One of the architects of DevOps has said being a 900-year-old organisation with a mainframe is no barrier to overhauling your technology operations, even if you're a European outfit that hasn’t seen a green field development since the 19th century.

However, Gene Kim, author of DevOps cult classic The Phoenix Project, did give us a slight scare by suggesting that adopting DevOps would make all tech employees’ lives easier, to the extent even the BOFH would no longer have anything to be angry about.

Sceptics will argue that adopting DevOps, Agile, and other California-baked paradigms, might be a cinch at smaller startups or companies like Google or Amazon with virtually unlimited cash to build over any greenfield site they choose. Traditional organisations, by comparison, will always have to struggle with years of legacy technology and hierarchy, as well as the immediate business problem.

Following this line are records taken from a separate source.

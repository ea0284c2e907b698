//! `rmapi` subprocess wrapper

use std::path::{Path, PathBuf};
use std::process::{Command, Output, Stdio};

use tracing::debug;

use super::{DeviceClient, DocumentStat};
use crate::error::{Result, SyncError};
use crate::types::strip_pdf_extension;

/// Device client backed by the `rmapi` command-line tool
pub struct Rmapi {
    binary: PathBuf,
}

impl Rmapi {
    pub fn new(binary: impl Into<PathBuf>) -> Self {
        Self {
            binary: binary.into(),
        }
    }

    fn command(&self, cmd: &str) -> Command {
        let mut command = Command::new(&self.binary);
        command.arg(cmd);
        command
    }

    /// Run with output discarded, returning only whether it succeeded
    fn status(&self, mut command: Command) -> Result<bool> {
        let status = command
            .stdout(Stdio::null())
            .stderr(Stdio::null())
            .status()
            .map_err(|e| self.spawn_error(e))?;
        Ok(status.success())
    }

    fn output(&self, mut command: Command) -> Result<Output> {
        command.output().map_err(|e| self.spawn_error(e))
    }

    fn spawn_error(&self, e: std::io::Error) -> SyncError {
        SyncError::Device(format!("failed to run {}: {}", self.binary.display(), e))
    }
}

impl DeviceClient for Rmapi {
    fn exists(&self, path: &str) -> Result<bool> {
        debug!(path, "rmapi find");
        let mut command = self.command("find");
        command.arg(path);
        self.status(command)
    }

    fn mkdir(&self, path: &str) -> Result<()> {
        debug!(path, "rmapi mkdir");
        let mut command = self.command("mkdir");
        command.arg(path);
        if self.status(command)? {
            Ok(())
        } else {
            Err(SyncError::DeviceCreate(path.to_string()))
        }
    }

    fn put(&self, local: &Path, remote_dir: &str) -> Result<()> {
        debug!(local = %local.display(), remote_dir, "rmapi put");
        let mut command = self.command("put");
        command.arg(local).arg(remote_dir);
        if self.status(command)? {
            Ok(())
        } else {
            Err(SyncError::Upload(local.display().to_string()))
        }
    }

    fn get(&self, remote: &str, dest_dir: &Path) -> Result<PathBuf> {
        let remote = strip_pdf_extension(remote);
        debug!(remote, dest = %dest_dir.display(), "rmapi get");
        let mut command = self.command("get");
        command.arg(remote).current_dir(dest_dir);
        let output = self.output(command)?;
        if !output.status.success() {
            return Err(SyncError::Device(format!(
                "get {} failed: {}",
                remote,
                String::from_utf8_lossy(&output.stderr).trim()
            )));
        }

        let name = remote.rsplit('/').next().unwrap_or(remote);
        Ok(dest_dir.join(format!("{}.zip", name)))
    }

    fn stat(&self, remote: &str) -> Result<DocumentStat> {
        let remote = strip_pdf_extension(remote);
        debug!(remote, "rmapi stat");
        let mut command = self.command("stat");
        command.arg(remote);
        let output = self.output(command)?;
        if !output.status.success() {
            return Err(SyncError::Device(format!(
                "stat {} failed: {}",
                remote,
                String::from_utf8_lossy(&output.stderr).trim()
            )));
        }
        DocumentStat::parse(&String::from_utf8_lossy(&output.stdout))
    }
}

Kim, speaking to us ahead of his debut conference in the UK, The DevOps Enterprise Summit, accepted this, saying: “So much of the narrative is around the unicorns – Google, Facebook, Amazon.”

But he continued, research he has conducted with Jez Humble, showed “The same principles and patterns are emerging in large complex organisations, like lv, HMRC and News UK.” (All of whom will be speaking at the conference, unsurprisingly.)

“These are organisations that have been around for over a century [or more] and are getting these same miraculous outcomes typically only achieved by Facebook, Google, and Amazon.”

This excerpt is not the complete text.